Story for the Day: It's Educational



Many a dalliance can be got away with by the excuse of "it's educational", and while books nearly always fall under this category, games too can be disguised as learning tools-- especially when a king says so.

Alasdair had followed what he thought was a gamesmaster, but when he realized the person was only a fried meat vendor just having stepped out of his stall with his dice bag attached to his belt, he grew embarrassed and turned toward the nearest café, thinking that a Lucentian or
Livanese establishment ought to have what he was searching for. Servers from the adjacent eateries swarmed the lanes, scouring the streets for novitiates, offering cakes and coffee for anyone who would populate their new terrace, an allowance given them by the kingdom, provided the weather was good and business warranted the extension of space. Alasdair had quite forgot the permits they applied for in the courts and only remembered them when the proprietor of one of the shoppes came to thank His Majesty for his attention and generosity: he had given him a license to lure, one he was using now by ushering the royal party toward his terrace with an open arm.
                One glance at the cakes, however, and Alasdair quietly accused him of subordination.
                “Not at all, Your Majesty,”  was the bowing salutation. “I already received what I needed from the kingdom. It was little more than a fishing license really, but we do what we can with it.”

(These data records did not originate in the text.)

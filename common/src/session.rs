//! 組立セッションの状態機械
//!
//! 作業項目の並び（取込順、並べ替えなし）、カーソル、現在の箱番号を保持する。
//! 作業項目の変更はすべてこのモジュールの遷移操作を通す。
//!
//! カーソルは `items.len()` で終端（全件処理済み）を表す。

use crate::error::{Error, Result};
use crate::types::{ItemStatus, OrderLine, WorkItem};
use serde::{Deserialize, Serialize};

/// 組立セッション
#[derive(Debug, Clone, PartialEq, Eq, Serialize, Deserialize)]
#[serde(rename_all = "camelCase")]
pub struct Session {
    items: Vec<WorkItem>,
    cursor: usize,
    current_box: u32,
    #[serde(default)]
    shipment_label: String,
    #[serde(default)]
    source_path: String,
    #[serde(default)]
    output_directory: Option<String>,
}

/// 進捗情報
#[derive(Debug, Clone, Copy, PartialEq, Eq)]
pub struct Progress {
    /// 現在位置（1始まり、終端なら total）
    pub position: usize,
    pub total: usize,
    /// pending 以外の件数
    pub resolved: usize,
    pub current_box: u32,
}

/// 確認一覧の1行
#[derive(Debug, Clone, PartialEq, Eq)]
pub struct ReviewRow {
    pub index: usize,
    pub status: ItemStatus,
    pub location: String,
    pub planned: u32,
    pub collected: u32,
    pub box_label: String,
    pub is_current: bool,
}

impl Session {
    /// 取込結果から新規セッションを作成（全件 pending、カーソル0、箱1）
    pub fn new(
        lines: Vec<OrderLine>,
        shipment_label: impl Into<String>,
        source_path: impl Into<String>,
    ) -> Self {
        Self {
            items: lines.into_iter().map(WorkItem::new).collect(),
            cursor: 0,
            current_box: 1,
            shipment_label: shipment_label.into(),
            source_path: source_path.into(),
            output_directory: None,
        }
    }

    pub fn items(&self) -> &[WorkItem] {
        &self.items
    }

    pub fn item(&self, index: usize) -> Option<&WorkItem> {
        self.items.get(index)
    }

    pub fn len(&self) -> usize {
        self.items.len()
    }

    pub fn is_empty(&self) -> bool {
        self.items.is_empty()
    }

    pub fn cursor(&self) -> usize {
        self.cursor
    }

    pub fn current_box(&self) -> u32 {
        self.current_box
    }

    pub fn shipment_label(&self) -> &str {
        &self.shipment_label
    }

    pub fn source_path(&self) -> &str {
        &self.source_path
    }

    pub fn output_directory(&self) -> Option<&str> {
        self.output_directory.as_deref()
    }

    pub fn set_output_directory(&mut self, dir: impl Into<String>) {
        self.output_directory = Some(dir.into());
    }

    /// カーソルが指す作業項目
    pub fn current(&self) -> Option<&WorkItem> {
        self.items.get(self.cursor)
    }

    /// カーソルが終端を越えたか
    pub fn is_complete(&self) -> bool {
        self.cursor >= self.items.len()
    }

    /// 現在の項目を全数集めて現在の箱に入れる
    pub fn collect(&mut self) -> Result<()> {
        let index = self.require_current()?;
        let box_number = self.current_box;
        self.items[index].mark_collected(box_number);
        self.advance_cursor();
        Ok(())
    }

    /// 現在の項目をスキップ
    pub fn skip(&mut self) -> Result<()> {
        let index = self.require_current()?;
        self.items[index].mark_skipped();
        self.advance_cursor();
        Ok(())
    }

    /// 現在の項目の数量・箱を変更
    pub fn adjust_current(&mut self, new_quantity: i64, new_box: i64) -> Result<()> {
        let index = self.require_current()?;
        self.adjust_quantity(index, new_quantity, new_box)
    }

    /// 任意の項目の数量・箱を変更する。
    ///
    /// カーソル位置の項目なら現在の箱を `new_box` に切り替えて次へ進む。
    /// それ以外（確認一覧からの編集）ではカーソルは動かさない。
    pub fn adjust_quantity(&mut self, index: usize, new_quantity: i64, new_box: i64) -> Result<()> {
        let (quantity, box_number) = validate_adjustment(new_quantity, new_box)?;
        if index >= self.items.len() {
            return Err(Error::ItemOutOfRange {
                index,
                len: self.items.len(),
            });
        }

        self.items[index].mark_changed(quantity, box_number);

        if index == self.cursor {
            self.current_box = box_number;
            self.advance_cursor();
        }
        Ok(())
    }

    /// 次の箱へ
    pub fn advance_box(&mut self) -> Result<()> {
        self.current_box = self.current_box.checked_add(1).ok_or_else(|| {
            Error::InvalidInput(format!("box number {} is the last one", self.current_box))
        })?;
        Ok(())
    }

    /// 未処理の項目をすべてスキップ扱いにし、対象のインデックスを返す
    pub fn force_complete(&mut self) -> Vec<usize> {
        let mut forced = Vec::new();
        for (index, item) in self.items.iter_mut().enumerate() {
            if item.status.is_pending() {
                item.mark_skipped();
                forced.push(index);
            }
        }
        self.cursor = self.items.len();
        forced
    }

    /// `force_complete` でスキップ扱いにした項目を pending に戻す。
    ///
    /// その後に編集された項目（skipped かつ数量0 以外）はそのまま残す。
    pub fn restore_pending(&mut self, forced: &[usize]) {
        for &index in forced {
            if let Some(item) = self.items.get_mut(index) {
                if item.status == ItemStatus::Skipped && item.collected_quantity == 0 {
                    item.reset_pending();
                }
            }
        }
        // カーソルより前は常に処理済みなので、先頭の pending が元の位置
        self.cursor = 0;
        self.seek_pending();
    }

    pub fn progress(&self) -> Progress {
        let total = self.items.len();
        Progress {
            position: if self.is_complete() { total } else { self.cursor + 1 },
            total,
            resolved: self
                .items
                .iter()
                .filter(|item| !item.status.is_pending())
                .count(),
            current_box: self.current_box,
        }
    }

    pub fn review_rows(&self) -> Vec<ReviewRow> {
        self.items
            .iter()
            .enumerate()
            .map(|(index, item)| ReviewRow {
                index,
                status: item.status,
                location: item.line.location.clone(),
                planned: item.line.quantity,
                collected: item.collected_quantity,
                box_label: item.box_label(),
                is_current: index == self.cursor,
            })
            .collect()
    }

    /// 復元したセッションの構造チェック
    pub fn validate(&self) -> Result<()> {
        if self.cursor > self.items.len() {
            return Err(Error::Snapshot(format!(
                "cursor {} is beyond {} items",
                self.cursor,
                self.items.len()
            )));
        }
        if self.current_box == 0 {
            return Err(Error::Snapshot("current box must be >= 1".into()));
        }
        if let Some(index) = self.items.iter().position(|item| item.line.quantity == 0) {
            return Err(Error::Snapshot(format!(
                "item {} has zero planned quantity",
                index
            )));
        }
        if let Some(index) = self.items.iter().position(|item| {
            item.status.is_pending() && (item.collected_quantity != 0 || item.box_number != 0)
        }) {
            return Err(Error::Snapshot(format!(
                "pending item {} already has a quantity or box",
                index
            )));
        }
        Ok(())
    }

    fn require_current(&self) -> Result<usize> {
        if self.is_complete() {
            Err(Error::NoCurrentItem)
        } else {
            Ok(self.cursor)
        }
    }

    fn advance_cursor(&mut self) {
        self.cursor += 1;
        self.seek_pending();
    }

    // カーソル位置から次の pending まで進める（なければ終端）
    fn seek_pending(&mut self) {
        while self.cursor < self.items.len() && !self.items[self.cursor].status.is_pending() {
            self.cursor += 1;
        }
    }
}

/// 数量・箱番号の入力チェック
pub fn validate_adjustment(new_quantity: i64, new_box: i64) -> Result<(u32, u32)> {
    if new_quantity < 0 {
        return Err(Error::InvalidInput(format!(
            "quantity must be >= 0, got {}",
            new_quantity
        )));
    }
    if new_box < 1 {
        return Err(Error::InvalidInput(format!(
            "box number must be >= 1, got {}",
            new_box
        )));
    }
    let quantity = u32::try_from(new_quantity)
        .map_err(|_| Error::InvalidInput(format!("quantity {} is too large", new_quantity)))?;
    let box_number = u32::try_from(new_box)
        .map_err(|_| Error::InvalidInput(format!("box number {} is too large", new_box)))?;
    Ok((quantity, box_number))
}

/// テキスト入力を整数として解釈（数字以外は InvalidInput）
pub fn parse_number(input: &str) -> Result<i64> {
    let trimmed = input.trim();
    trimmed
        .parse::<i64>()
        .map_err(|_| Error::InvalidInput(format!("'{}' is not a whole number", trimmed)))
}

                The proprietor gestured toward his terrace and urged the party to enter by way of prostrations and winks. There was no hardship in sitting at such terrace, however: a humble array of chairs and tables were set out, each adorned with cups and saucers, every seat cushioned and turned out toward the river, every napkin knifed and spooned, every plate garnished with creams and cakes, and as the owner was so insistent—so kind and thoughtful for the Majesty to join them and bring his whole party—Alasdair allowed himself and his family to be seated, everyone immediately taking up a cup and claiming  cake upon sitting down. Coffee was called for and brought round, the servers were asking whether anyone would need sugar for their cups, but Alasdair was not listening; he was spying the card games lying in the box beside just beside and wondering whether any of the games he was searching for were available to play.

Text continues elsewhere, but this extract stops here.